ABOUT THIS EXERCISE »
The lines to extract run from the first line of the entries through the line that contains "a render that"; reproduce exactly those lines and no others.

PROVIDED DATA START

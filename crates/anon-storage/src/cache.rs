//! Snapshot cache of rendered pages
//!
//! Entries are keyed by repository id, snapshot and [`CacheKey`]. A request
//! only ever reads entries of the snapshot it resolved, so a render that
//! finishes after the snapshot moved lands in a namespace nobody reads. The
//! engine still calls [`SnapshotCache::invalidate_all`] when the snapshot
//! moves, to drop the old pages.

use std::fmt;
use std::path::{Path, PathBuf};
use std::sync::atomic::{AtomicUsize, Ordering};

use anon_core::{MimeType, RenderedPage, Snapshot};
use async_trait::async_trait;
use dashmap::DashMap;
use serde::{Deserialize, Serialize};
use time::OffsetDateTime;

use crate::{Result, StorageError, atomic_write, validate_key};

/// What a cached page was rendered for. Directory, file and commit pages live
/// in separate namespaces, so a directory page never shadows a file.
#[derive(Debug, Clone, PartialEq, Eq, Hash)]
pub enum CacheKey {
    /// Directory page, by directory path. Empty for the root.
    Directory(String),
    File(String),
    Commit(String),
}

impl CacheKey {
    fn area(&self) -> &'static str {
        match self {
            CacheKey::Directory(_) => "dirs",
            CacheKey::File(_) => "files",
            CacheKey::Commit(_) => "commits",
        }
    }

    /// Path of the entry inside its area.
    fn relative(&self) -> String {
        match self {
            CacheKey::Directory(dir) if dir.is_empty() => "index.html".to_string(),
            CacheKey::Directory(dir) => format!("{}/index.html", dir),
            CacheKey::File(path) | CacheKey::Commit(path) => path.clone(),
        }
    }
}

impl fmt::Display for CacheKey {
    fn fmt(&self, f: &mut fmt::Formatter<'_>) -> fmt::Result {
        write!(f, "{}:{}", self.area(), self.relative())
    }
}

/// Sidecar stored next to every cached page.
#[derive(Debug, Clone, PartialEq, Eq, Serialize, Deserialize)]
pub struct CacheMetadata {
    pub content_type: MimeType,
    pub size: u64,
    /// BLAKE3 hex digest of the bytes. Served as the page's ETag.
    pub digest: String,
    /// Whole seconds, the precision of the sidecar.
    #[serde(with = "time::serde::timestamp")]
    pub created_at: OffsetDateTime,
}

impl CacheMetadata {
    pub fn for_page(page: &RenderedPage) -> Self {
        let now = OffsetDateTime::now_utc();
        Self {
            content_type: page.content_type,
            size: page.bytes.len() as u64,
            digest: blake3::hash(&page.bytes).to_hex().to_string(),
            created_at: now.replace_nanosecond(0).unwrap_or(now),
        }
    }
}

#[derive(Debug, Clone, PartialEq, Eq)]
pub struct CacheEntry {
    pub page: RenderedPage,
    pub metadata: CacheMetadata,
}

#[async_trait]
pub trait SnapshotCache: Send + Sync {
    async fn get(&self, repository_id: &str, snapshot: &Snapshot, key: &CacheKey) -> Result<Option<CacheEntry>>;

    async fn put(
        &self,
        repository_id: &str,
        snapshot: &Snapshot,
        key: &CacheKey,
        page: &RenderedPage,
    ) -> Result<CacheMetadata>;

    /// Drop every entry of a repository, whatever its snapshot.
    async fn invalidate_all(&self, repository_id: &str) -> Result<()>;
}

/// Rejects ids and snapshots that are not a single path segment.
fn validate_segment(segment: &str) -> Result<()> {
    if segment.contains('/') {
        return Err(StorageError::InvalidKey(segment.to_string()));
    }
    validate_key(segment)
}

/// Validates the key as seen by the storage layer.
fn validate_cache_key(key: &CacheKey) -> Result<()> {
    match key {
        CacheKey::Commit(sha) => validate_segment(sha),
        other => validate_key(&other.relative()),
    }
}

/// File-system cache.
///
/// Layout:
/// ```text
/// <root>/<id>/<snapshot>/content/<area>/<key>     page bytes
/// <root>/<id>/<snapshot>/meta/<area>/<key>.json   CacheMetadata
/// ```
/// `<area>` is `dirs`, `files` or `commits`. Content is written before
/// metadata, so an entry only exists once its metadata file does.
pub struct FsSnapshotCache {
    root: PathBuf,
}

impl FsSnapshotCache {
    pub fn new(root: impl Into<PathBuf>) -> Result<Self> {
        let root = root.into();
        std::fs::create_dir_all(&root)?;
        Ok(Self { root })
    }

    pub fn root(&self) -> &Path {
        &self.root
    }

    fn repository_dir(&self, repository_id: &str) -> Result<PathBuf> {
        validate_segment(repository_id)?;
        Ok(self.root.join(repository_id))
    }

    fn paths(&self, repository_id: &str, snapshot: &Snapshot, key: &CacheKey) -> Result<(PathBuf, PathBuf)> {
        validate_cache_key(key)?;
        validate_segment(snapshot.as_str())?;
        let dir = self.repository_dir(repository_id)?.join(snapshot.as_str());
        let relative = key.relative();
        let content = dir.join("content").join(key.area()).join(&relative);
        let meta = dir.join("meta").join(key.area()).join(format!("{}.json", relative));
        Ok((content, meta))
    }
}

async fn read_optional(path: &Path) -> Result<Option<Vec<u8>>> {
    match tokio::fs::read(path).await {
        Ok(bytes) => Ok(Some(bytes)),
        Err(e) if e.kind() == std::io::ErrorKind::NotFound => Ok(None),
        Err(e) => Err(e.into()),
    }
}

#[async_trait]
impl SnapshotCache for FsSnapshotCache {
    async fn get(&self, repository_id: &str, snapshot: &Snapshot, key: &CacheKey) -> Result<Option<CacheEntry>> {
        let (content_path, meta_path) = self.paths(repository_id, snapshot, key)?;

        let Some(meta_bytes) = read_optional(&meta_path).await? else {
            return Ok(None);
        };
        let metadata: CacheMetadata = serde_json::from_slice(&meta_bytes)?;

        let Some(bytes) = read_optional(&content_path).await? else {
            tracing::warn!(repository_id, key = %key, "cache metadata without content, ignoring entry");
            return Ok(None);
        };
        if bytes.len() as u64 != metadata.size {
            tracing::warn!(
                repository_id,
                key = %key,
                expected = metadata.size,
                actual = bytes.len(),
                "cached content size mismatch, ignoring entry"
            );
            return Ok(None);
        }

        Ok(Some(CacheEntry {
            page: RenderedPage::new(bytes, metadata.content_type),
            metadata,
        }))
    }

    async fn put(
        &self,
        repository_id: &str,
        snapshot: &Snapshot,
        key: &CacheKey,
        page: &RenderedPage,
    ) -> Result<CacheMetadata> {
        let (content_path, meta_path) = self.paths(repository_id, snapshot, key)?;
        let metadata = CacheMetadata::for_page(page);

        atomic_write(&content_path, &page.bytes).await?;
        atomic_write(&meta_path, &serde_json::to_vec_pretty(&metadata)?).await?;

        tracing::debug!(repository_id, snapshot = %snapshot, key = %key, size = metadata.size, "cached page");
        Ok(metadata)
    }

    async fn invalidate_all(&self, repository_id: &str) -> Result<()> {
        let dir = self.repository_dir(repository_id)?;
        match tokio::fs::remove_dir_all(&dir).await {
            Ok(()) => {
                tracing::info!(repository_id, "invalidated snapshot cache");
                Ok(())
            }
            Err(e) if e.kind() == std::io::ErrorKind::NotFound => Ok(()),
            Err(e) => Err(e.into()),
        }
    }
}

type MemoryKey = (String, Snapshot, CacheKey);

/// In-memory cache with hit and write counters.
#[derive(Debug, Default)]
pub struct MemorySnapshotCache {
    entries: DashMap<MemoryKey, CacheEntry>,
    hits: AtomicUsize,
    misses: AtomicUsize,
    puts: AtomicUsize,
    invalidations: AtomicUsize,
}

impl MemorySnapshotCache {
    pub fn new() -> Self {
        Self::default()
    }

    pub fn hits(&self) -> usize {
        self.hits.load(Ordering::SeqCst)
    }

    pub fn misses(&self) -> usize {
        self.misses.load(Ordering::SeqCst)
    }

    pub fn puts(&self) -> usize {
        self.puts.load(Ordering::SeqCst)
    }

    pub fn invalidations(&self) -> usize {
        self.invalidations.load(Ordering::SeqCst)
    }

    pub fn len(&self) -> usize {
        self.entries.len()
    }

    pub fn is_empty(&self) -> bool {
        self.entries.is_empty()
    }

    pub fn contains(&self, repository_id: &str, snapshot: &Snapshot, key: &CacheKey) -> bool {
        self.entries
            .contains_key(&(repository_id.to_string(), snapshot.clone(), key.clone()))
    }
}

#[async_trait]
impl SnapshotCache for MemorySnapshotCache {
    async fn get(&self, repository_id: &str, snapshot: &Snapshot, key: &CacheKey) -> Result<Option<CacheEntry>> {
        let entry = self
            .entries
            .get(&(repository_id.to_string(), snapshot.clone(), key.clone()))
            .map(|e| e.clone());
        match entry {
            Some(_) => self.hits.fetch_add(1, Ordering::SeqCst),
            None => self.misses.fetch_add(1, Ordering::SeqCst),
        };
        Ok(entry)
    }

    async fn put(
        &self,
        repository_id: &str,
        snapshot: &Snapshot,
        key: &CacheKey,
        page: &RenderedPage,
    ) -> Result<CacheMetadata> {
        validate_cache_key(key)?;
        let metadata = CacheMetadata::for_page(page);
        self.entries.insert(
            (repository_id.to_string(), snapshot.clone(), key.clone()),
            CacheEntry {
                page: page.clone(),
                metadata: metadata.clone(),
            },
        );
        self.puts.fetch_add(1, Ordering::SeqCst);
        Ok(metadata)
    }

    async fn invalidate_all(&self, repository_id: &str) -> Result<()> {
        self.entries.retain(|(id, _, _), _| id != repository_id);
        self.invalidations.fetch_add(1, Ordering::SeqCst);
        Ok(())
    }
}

PROVIDED DATA END

RESPONSE TO THIS TASK »
filename crates/anon-storage/src/cache.rs
//! Snapshot cache of rendered pages
//!
//! Entries are keyed by repository id, snapshot and [`CacheKey`]. A request
//! only ever reads entries of the snapshot it resolved, so a render that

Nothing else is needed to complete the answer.